De quoi Noël est-il le signe ?

« Il y avait dans le cœur de Marie un creux en forme de question. Dieu eut lieu dans ce creux. Sous la forme d’une vie, imperceptible, à peine croyable, dans le sein d’une vierge. Sous le regard d’un homme, Joseph, qui aurait pu répudier Marie et qui n’en fit rien. Sous la forme de la joie alentour et des terribles pressentiments qui accompagnent les grossesses […]

La fin du monde avait déjà eu lieu. Dans la respiration paisible du nouveau-né, pourtant, le monde commençait d’être sauvé. À chaque inspiration, l’air putride d’un monde fini, l’air chargé du cri des innocents, était insufflé, puis rendu, et ce n’était plus le même air. Quelque chose, imperceptiblement, avait changé. Le monde était fini, mais il était désormais possible d’y écrire une autre histoire […]

La fin du monde a eu lieu il y a fort longtemps. Elle poursuit son œuvre. Mais dans la nuit que l’homme prépare à l’homme, une veilleuse s’est allumée. Sa flamme est fragile. On ne s’approche qu’à pas feutrés de l’enfant qui dort. »

Martin Steffens, revue Limites, décembre 2018


Cette année 2020 nous a placés, plus que toute autre année, dans un écoulement très particulier du temps. Deux parenthèses étranges appelées « confine-ments » ont imposé au monde entier une quasi-immobilité dont on avait perdu l’habitude et, peut-être, le souvenir. Notre mobilité d’enfants, d’adolescents et d’adultes affairés a été suspendue au point de nous enfermer, non seulement dans nos maisons, mais aussi dans une bulle réflexive inévitable sur « le jour d’après ».

Nous nous sommes en quelque sorte retrouvés dans un œuf, contraints d’imaginer le monde qui nous attend une fois la coquille percée. Et c’est bien ce moment que nous vivons, celui d’une gestation dont on attend une issue heureuse malgré les « terribles pressentiments qui accompagnent les grossesses ».

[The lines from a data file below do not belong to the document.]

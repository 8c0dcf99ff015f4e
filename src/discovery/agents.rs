use std::collections::HashMap;
use std::fs;
use std::io::ErrorKind;
use std::path::{Path, PathBuf};

use tracing::{debug, warn};

use crate::error::{HistoryError, Result};
use crate::utils::paths::{AGENT_FILE_PREFIX, SUBAGENTS_DIR, agent_id_from_file_name};

/// One `agent-<id>.jsonl` file found under a session's `subagents` tree.
#[derive(Debug, Clone, PartialEq, Eq)]
pub struct DiscoveredAgent {
    pub agent_id: String,
    pub path: PathBuf,
    /// Owning agent, or `None` when the file sits directly under the session's `subagents` dir.
    pub parent_id: Option<String>,
    /// 1 for first-level agents, 2 for their spawns, and so on.
    pub depth: usize,
}

/// Every agent file reachable from a session, in discovery order.
#[derive(Debug, Clone, Default, PartialEq, Eq)]
pub struct AgentListing {
    agents: Vec<DiscoveredAgent>,
}

impl AgentListing {
    pub fn agents(&self) -> &[DiscoveredAgent] {
        &self.agents
    }

    pub fn len(&self) -> usize {
        self.agents.len()
    }

    pub fn is_empty(&self) -> bool {
        self.agents.is_empty()
    }

    pub fn get(&self, agent_id: &str) -> Option<&DiscoveredAgent> {
        self.agents.iter().find(|a| a.agent_id == agent_id)
    }

    /// Flat id → file map. If an id appears twice, the first occurrence wins.
    pub fn paths(&self) -> HashMap<String, PathBuf> {
        let mut map = HashMap::with_capacity(self.agents.len());
        for agent in &self.agents {
            map.entry(agent.agent_id.clone()).or_insert_with(|| agent.path.clone());
        }
        map
    }

    pub fn children_of<'a>(
        &'a self,
        parent_id: Option<&'a str>,
    ) -> impl Iterator<Item = &'a DiscoveredAgent> + 'a {
        self.agents.iter().filter(move |a| a.parent_id.as_deref() == parent_id)
    }

    pub fn into_agents(self) -> Vec<DiscoveredAgent> {
        self.agents
    }
}

impl From<Vec<DiscoveredAgent>> for AgentListing {
    fn from(agents: Vec<DiscoveredAgent>) -> Self {
        Self { agents }
    }
}

struct PendingDir {
    dir: PathBuf,
    owner: Option<String>,
    depth: usize,
}

/// Find every agent file under `session_dir/subagents`, at any nesting depth.
///
/// A directory `<X>` inside a `subagents` dir that itself holds a `subagents` dir contributes the
/// agents spawned by the agent named by `<X>` (with any `agent-` prefix removed). Traversal uses an
/// explicit work stack, so depth is bounded only by the file system. Entries are visited in name
/// order, which makes the listing deterministic.
///
/// A missing `subagents` dir yields an empty listing. Symlinks are never followed. A directory
/// that disappears mid-walk is skipped; any other I/O failure is returned.
pub fn discover_agents(session_dir: &Path) -> Result<AgentListing> {
    let mut agents = Vec::new();
    let mut stack =
        vec![PendingDir { dir: session_dir.join(SUBAGENTS_DIR), owner: None, depth: 1 }];

    while let Some(PendingDir { dir, owner, depth }) = stack.pop() {
        let Some(names) = sorted_entries(&dir)? else {
            continue;
        };

        let mut nested = Vec::new();
        for (name, path, file_type) in names {
            if file_type.is_symlink() {
                warn!(path = %path.display(), "Skipping symlink in subagents tree");
                continue;
            }

            if file_type.is_file() {
                if let Some(agent_id) = agent_id_from_file_name(&name) {
                    agents.push(DiscoveredAgent {
                        agent_id: agent_id.to_string(),
                        path,
                        parent_id: owner.clone(),
                        depth,
                    });
                }
            } else if file_type.is_dir() {
                let child_subagents = path.join(SUBAGENTS_DIR);
                if child_subagents.is_dir() {
                    let owner_id = name.strip_prefix(AGENT_FILE_PREFIX).unwrap_or(&name);
                    nested.push(PendingDir {
                        dir: child_subagents,
                        owner: Some(owner_id.to_string()),
                        depth: depth + 1,
                    });
                }
            }
        }

        // Reversed so the lowest name is popped first.
        stack.extend(nested.into_iter().rev());
    }

    debug!(session_dir = %session_dir.display(), count = agents.len(), "Discovered agent files");
    Ok(AgentListing { agents })
}

/// Directory entries sorted by name, or `None` if the directory does not exist.
fn sorted_entries(dir: &Path) -> Result<Option<Vec<(String, PathBuf, fs::FileType)>>> {
    let read = match fs::read_dir(dir) {
        Ok(read) => read,
        Err(e) if e.kind() == ErrorKind::NotFound => return Ok(None),
        Err(e) => return Err(HistoryError::io(dir, e)),
    };

    let mut entries = Vec::new();
    for entry in read {
        let entry = entry.map_err(|e| HistoryError::io(dir, e))?;
        let file_type = match entry.file_type() {
            Ok(file_type) => file_type,
            Err(e) if e.kind() == ErrorKind::NotFound => continue,
            Err(e) => return Err(HistoryError::io(entry.path(), e)),
        };
        entries.push((entry.file_name().to_string_lossy().into_owned(), entry.path(), file_type));
    }
    entries.sort_by(|a, b| a.0.cmp(&b.0));
    Ok(Some(entries))
}
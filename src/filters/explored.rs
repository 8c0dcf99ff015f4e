use glob::{MatchOptions, Pattern};

use crate::error::Result;
use crate::models::ToolUse;

/// Tools whose input names a file, compared lowercased.
const FILE_TOOLS: &[&str] = &["read", "write", "edit", "multiedit", "notebookedit", "glob", "grep"];

/// Input fields that may hold the file a tool touched, in lookup order.
const PATH_FIELDS: &[&str] =
    &["file_path", "notebook_path", "path", "filePath", "file", "filename"];

const MATCH_OPTIONS: MatchOptions = MatchOptions {
    case_sensitive: true,
    require_literal_separator: true,
    require_literal_leading_dot: false,
};

/// Glob over the files touched by file tools.
///
/// `*` and `?` stay within one path component and `**` spans directories. A pattern may match
/// the whole path or any tail of it that starts at a component boundary, so `*.rs` matches
/// `/repo/src/main.rs` by its file name and `src/**/*.rs` matches it by `src/main.rs`.
/// Backslashes in recorded paths are read as separators.
#[derive(Debug, Clone)]
pub struct ExploredPattern {
    pattern: Pattern,
}

impl ExploredPattern {
    /// # Errors
    ///
    /// Returns [`HistoryError::InvalidGlob`](crate::error::HistoryError::InvalidGlob) for a
    /// malformed pattern, such as `**` fused to other characters.
    pub fn new(pattern: &str) -> Result<Self> {
        let pattern = Pattern::new(&pattern.replace('\\', "/"))?;
        Ok(Self { pattern })
    }

    pub fn as_str(&self) -> &str {
        self.pattern.as_str()
    }

    pub fn matches(&self, path: &str) -> bool {
        let path = path.replace('\\', "/");
        if self.pattern.matches_with(&path, MATCH_OPTIONS) {
            return true;
        }
        path.match_indices('/')
            .map(|(i, _)| &path[i + 1..])
            .filter(|tail| !tail.is_empty())
            .any(|tail| self.pattern.matches_with(tail, MATCH_OPTIONS))
    }
}

pub fn is_file_tool(name: &str) -> bool {
    FILE_TOOLS.contains(&name.to_lowercase().as_str())
}

/// The file a tool invocation names, from the first string-valued path field of its input.
pub fn touched_file(tool: &ToolUse) -> Option<&str> {
    let input = tool.input.as_object()?;
    PATH_FIELDS.iter().find_map(|field| input.get(*field)?.as_str())
}
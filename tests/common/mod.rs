//! Shared test utilities for integration tests
#![allow(dead_code)]

use std::fs;
use std::path::{Path, PathBuf};

use serde_json::{Value, json};
use tempfile::TempDir;

pub const SESSION_A: &str = "679761ba-80c0-4cd3-a586-cc6a1fc56308";
pub const SESSION_B: &str = "cd2e9388-3108-40e5-b41b-79497cbb58b4";
pub const PROJECT_PATH: &str = "/work/app";
pub const PROJECT_NAME: &str = "-work-app";

/// Builder for a fake home directory holding a `.claude` store
pub struct ClaudeDirBuilder {
    home: TempDir,
}

impl ClaudeDirBuilder {
    /// Create a new builder with an empty `.claude` directory
    pub fn new() -> Self {
        let home = TempDir::new().expect("Failed to create temp dir");
        fs::create_dir(home.path().join(".claude")).expect("Failed to create .claude dir");
        Self { home }
    }

    /// Directory to use as `HOME`
    pub fn home(&self) -> &Path {
        self.home.path()
    }

    /// Store root (`<home>/.claude`)
    pub fn path(&self) -> PathBuf {
        self.home.path().join(".claude")
    }

    pub fn project_dir(&self, encoded_name: &str) -> PathBuf {
        self.path().join("projects").join(encoded_name)
    }

    /// Add an empty project directory
    pub fn with_project(self, encoded_name: &str) -> Self {
        fs::create_dir_all(self.project_dir(encoded_name)).expect("Failed to create project dir");
        self
    }

    /// Add a top-level session file. Entries are stamped with `session_id`.
    pub fn with_session(
        self,
        encoded_name: &str,
        session_id: &str,
        entries: &[EntryBuilder],
    ) -> Self {
        let path = self.project_dir(encoded_name).join(format!("{}.jsonl", session_id));
        write_entries(&path, &stamped(entries, session_id));
        self
    }

    /// Add an agent file. `chain` lists the owning agents from the outermost down, ending with
    /// the agent itself, e.g. `["a1", "b1"]` writes `subagents/agent-a1/subagents/agent-b1.jsonl`.
    pub fn with_agent(
        self,
        encoded_name: &str,
        session_id: &str,
        chain: &[&str],
        entries: &[EntryBuilder],
    ) -> Self {
        let path = agent_path(&self.project_dir(encoded_name).join(session_id), chain);
        write_entries(&path, &stamped(entries, session_id));
        self
    }

    /// Write `sessions-index.json` for a project
    pub fn with_index(self, encoded_name: &str, index: Value) -> Self {
        let dir = self.project_dir(encoded_name);
        fs::create_dir_all(&dir).expect("Failed to create project dir");
        fs::write(dir.join("sessions-index.json"), index.to_string())
            .expect("Failed to write index");
        self
    }

    /// Write an arbitrary file relative to a project directory
    pub fn with_raw_file(self, encoded_name: &str, relative: &str, content: &str) -> Self {
        let path = self.project_dir(encoded_name).join(relative);
        fs::create_dir_all(path.parent().expect("file has a parent"))
            .expect("Failed to create parent dir");
        fs::write(path, content).expect("Failed to write file");
        self
    }

    /// Build and return the temp home directory (consumes self)
    pub fn build(self) -> TempDir {
        self.home
    }
}

impl Default for ClaudeDirBuilder {
    fn default() -> Self {
        Self::new()
    }
}

/// Location of an agent file under a session directory for an ownership chain.
pub fn agent_path(session_dir: &Path, chain: &[&str]) -> PathBuf {
    let (agent, owners) = chain.split_last().expect("chain names at least the agent");
    let mut dir = session_dir.join("subagents");
    for owner in owners {
        dir = dir.join(format!("agent-{}", owner)).join("subagents");
    }
    dir.join(format!("agent-{}.jsonl", agent))
}

fn stamped(entries: &[EntryBuilder], session_id: &str) -> Vec<EntryBuilder> {
    entries.iter().cloned().map(|e| e.session_id(session_id)).collect()
}

pub fn write_entries(path: &Path, entries: &[EntryBuilder]) {
    fs::create_dir_all(path.parent().expect("file has a parent")).expect("Failed to create dir");
    let content = entries.iter().map(|e| e.to_json()).collect::<Vec<_>>().join("\n");
    fs::write(path, content).expect("Failed to write entries");
}

/// Builder for JSONL conversation records
#[derive(Clone)]
pub struct EntryBuilder {
    entry_type: String,
    uuid: String,
    session_id: String,
    agent_id: Option<String>,
    timestamp: String,
    text: Option<String>,
    tools: Vec<(String, Value)>,
    is_sidechain: bool,
}

impl EntryBuilder {
    pub fn of_type(entry_type: &str) -> Self {
        Self {
            entry_type: entry_type.to_string(),
            uuid: uuid::Uuid::new_v4().to_string(),
            session_id: SESSION_A.to_string(),
            agent_id: None,
            timestamp: "2026-01-15T10:00:00Z".to_string(),
            text: None,
            tools: Vec::new(),
            is_sidechain: false,
        }
    }

    pub fn user() -> Self {
        Self::of_type("user")
    }

    pub fn assistant() -> Self {
        Self::of_type("assistant")
    }

    pub fn system() -> Self {
        Self::of_type("system")
    }

    pub fn text(mut self, text: &str) -> Self {
        self.text = Some(text.to_string());
        self
    }

    /// Add a tool_use block with the given input
    pub fn tool(mut self, name: &str, input: Value) -> Self {
        self.tools.push((name.to_string(), input));
        self
    }

    pub fn timestamp(mut self, timestamp: &str) -> Self {
        self.timestamp = timestamp.to_string();
        self
    }

    pub fn session_id(mut self, session_id: &str) -> Self {
        self.session_id = session_id.to_string();
        self
    }

    pub fn uuid(mut self, uuid: &str) -> Self {
        self.uuid = uuid.to_string();
        self
    }

    pub fn agent_id(mut self, agent_id: &str) -> Self {
        self.agent_id = Some(agent_id.to_string());
        self
    }

    pub fn sidechain(mut self) -> Self {
        self.is_sidechain = true;
        self
    }

    pub fn to_value(&self) -> Value {
        let mut record = json!({
            "type": self.entry_type,
            "uuid": self.uuid,
            "sessionId": self.session_id,
            "timestamp": self.timestamp,
            "isSidechain": self.is_sidechain,
        });

        if let Some(agent_id) = &self.agent_id {
            record["agentId"] = json!(agent_id);
        }

        if self.text.is_some() || !self.tools.is_empty() {
            let mut blocks = Vec::new();
            if let Some(text) = &self.text {
                blocks.push(json!({"type": "text", "text": text}));
            }
            for (i, (name, input)) in self.tools.iter().enumerate() {
                blocks.push(json!({
                    "type": "tool_use",
                    "id": format!("toolu_{}", i),
                    "name": name,
                    "input": input,
                }));
            }
            record["message"] = json!({"role": self.entry_type, "content": blocks});
        }

        record
    }

    pub fn to_json(&self) -> String {
        self.to_value().to_string()
    }
}

/// `count` user entries one minute apart, starting at 10:00.
pub fn user_entries(count: usize) -> Vec<EntryBuilder> {
    (0..count)
        .map(|i| {
            EntryBuilder::user()
                .text(&format!("message {}", i))
                .timestamp(&format!("2026-01-15T{:02}:{:02}:00Z", 10 + i / 60, i % 60))
        })
        .collect()
}

/// A store with one project holding two sessions; session A has a two-level agent tree.
pub fn realistic_claude_dir() -> ClaudeDirBuilder {
    ClaudeDirBuilder::new()
        .with_session(
            PROJECT_NAME,
            SESSION_A,
            &[
                EntryBuilder::system().timestamp("2026-01-15T09:59:00Z"),
                EntryBuilder::user().text("Refactor the parser").timestamp("2026-01-15T10:00:00Z"),
                EntryBuilder::assistant()
                    .text("Running tests")
                    .tool("Bash", json!({"command": "cargo test"}))
                    .timestamp("2026-01-15T10:01:00Z"),
                EntryBuilder::user().text("Thanks").timestamp("2026-01-15T10:02:00Z"),
            ],
        )
        .with_agent(
            PROJECT_NAME,
            SESSION_A,
            &["a1"],
            &[
                EntryBuilder::user().agent_id("a1").text("Explore the parser").sidechain(),
                EntryBuilder::assistant()
                    .agent_id("a1")
                    .tool("Read", json!({"file_path": "/work/app/src/parser.rs"}))
                    .sidechain(),
            ],
        )
        .with_agent(
            PROJECT_NAME,
            SESSION_A,
            &["a1", "b1"],
            &[EntryBuilder::user().agent_id("b1").text("Nested task").sidechain()],
        )
        .with_agent(
            PROJECT_NAME,
            SESSION_A,
            &["aexplore-c2"],
            &[EntryBuilder::user().agent_id("aexplore-c2").text("Look around").sidechain()],
        )
        .with_session(
            PROJECT_NAME,
            SESSION_B,
            &[
                EntryBuilder::user().text("Older session").timestamp("2026-01-14T08:00:00Z"),
                EntryBuilder::assistant().text("Hello").timestamp("2026-01-14T08:01:00Z"),
            ],
        )
}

La fête de Noël est pour nous, année après année, le ressouvenir d’une gestation fondatrice : non pas la poursuite entêtée de nos objectifs ordinaires, ni la reprise fébrile de notre mobilité habituelle, mais une écoute nouvelle du présent qui nous rend prêts à écrire une autre histoire. Tout confinement est un creux en forme de question ; les réponses à cette question sempiternelle débouchent toujours sur la réinvention du monde à venir. Noël est bien le moment où, à la fin de l’année, nous réapprenons que la fin du monde a déjà eu lieu.